• How to complete this task: Report how many lines in the data below hold "impl", with no other words.

==== Raw data ====

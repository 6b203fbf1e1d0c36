use std::ops::Range;

use thiserror::Error;

use crate::{Scalar, Width};

/// Default register space size (1 MiB).
pub const DEFAULT_REGISTER_SIZE: usize = 0x0010_0000;

#[derive(Debug, Clone, PartialEq, Eq, Error)]
pub enum RegisterError {
    /// `offset + len` lies past the end of the register space.
    #[error("register access out of range: offset=0x{offset:x} len={len} size=0x{size:x}")]
    OutOfRange { offset: u32, len: usize, size: usize },
}

pub type RegisterResult<T> = Result<T, RegisterError>;

/// Byte-addressable register file of a fixed length.
///
/// Typed accesses use the host's native byte order and may be unaligned. Every access is bounds
/// checked up front, so a failing access never touches the backing bytes.
#[derive(Clone)]
pub struct RegisterSpace {
    bytes: Box<[u8]>,
}

impl RegisterSpace {
    /// Allocates a zero-filled register space of `size` bytes.
    pub fn new(size: usize) -> Self {
        Self {
            bytes: vec![0u8; size].into_boxed_slice(),
        }
    }

    pub fn len(&self) -> usize {
        self.bytes.len()
    }

    pub fn is_empty(&self) -> bool {
        self.bytes.is_empty()
    }

    /// Re-zeroes every register.
    pub fn clear(&mut self) {
        self.bytes.fill(0);
    }

    fn range(&self, offset: u32, len: usize) -> RegisterResult<Range<usize>> {
        let size = self.bytes.len();
        let err = RegisterError::OutOfRange { offset, len, size };
        let start = usize::try_from(offset).map_err(|_| err.clone())?;
        let end = start.checked_add(len).ok_or_else(|| err.clone())?;
        if end > size {
            return Err(err);
        }
        Ok(start..end)
    }

    pub fn slice(&self, offset: u32, len: usize) -> RegisterResult<&[u8]> {
        let range = self.range(offset, len)?;
        Ok(&self.bytes[range])
    }

    pub fn slice_mut(&mut self, offset: u32, len: usize) -> RegisterResult<&mut [u8]> {
        let range = self.range(offset, len)?;
        Ok(&mut self.bytes[range])
    }

    pub fn read_bytes(&self, offset: u32, dst: &mut [u8]) -> RegisterResult<()> {
        dst.copy_from_slice(self.slice(offset, dst.len())?);
        Ok(())
    }

    pub fn write_bytes(&mut self, offset: u32, src: &[u8]) -> RegisterResult<()> {
        self.slice_mut(offset, src.len())?.copy_from_slice(src);
        Ok(())
    }

    pub fn read_u8(&self, offset: u32) -> RegisterResult<u8> {
        let mut buf = [0u8; 1];
        self.read_bytes(offset, &mut buf)?;
        Ok(buf[0])
    }

    pub fn read_u16(&self, offset: u32) -> RegisterResult<u16> {
        let mut buf = [0u8; 2];
        self.read_bytes(offset, &mut buf)?;
        Ok(u16::from_ne_bytes(buf))
    }

    pub fn read_u32(&self, offset: u32) -> RegisterResult<u32> {
        let mut buf = [0u8; 4];
        self.read_bytes(offset, &mut buf)?;
        Ok(u32::from_ne_bytes(buf))
    }

    pub fn write_u8(&mut self, offset: u32, value: u8) -> RegisterResult<()> {
        self.write_bytes(offset, &[value])
    }

    pub fn write_u16(&mut self, offset: u32, value: u16) -> RegisterResult<()> {
        self.write_bytes(offset, &value.to_ne_bytes())
    }

    pub fn write_u32(&mut self, offset: u32, value: u32) -> RegisterResult<()> {
        self.write_bytes(offset, &value.to_ne_bytes())
    }

    /// Reads a register of the given width.
    pub fn read(&self, offset: u32, width: Width) -> RegisterResult<Scalar> {
        Ok(match width {
            Width::W8 => Scalar::U8(self.read_u8(offset)?),
            Width::W16 => Scalar::U16(self.read_u16(offset)?),
            Width::W32 => Scalar::U32(self.read_u32(offset)?),
        })
    }

    /// Writes a register; the access width is taken from the value.
    pub fn write(&mut self, offset: u32, value: Scalar) -> RegisterResult<()> {
        match value {
            Scalar::U8(v) => self.write_u8(offset, v),
            Scalar::U16(v) => self.write_u16(offset, v),
            Scalar::U32(v) => self.write_u32(offset, v),
        }
    }
}

impl Default for RegisterSpace {
    fn default() -> Self {
        Self::new(DEFAULT_REGISTER_SIZE)
    }
}

impl std::fmt::Debug for RegisterSpace {
    fn fmt(&self, f: &mut std::fmt::Formatter<'_>) -> std::fmt::Result {
        f.debug_struct("RegisterSpace")
            .field("len", &self.bytes.len())
            .finish_non_exhaustive()
    }
}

====

• Response to this exercise: 3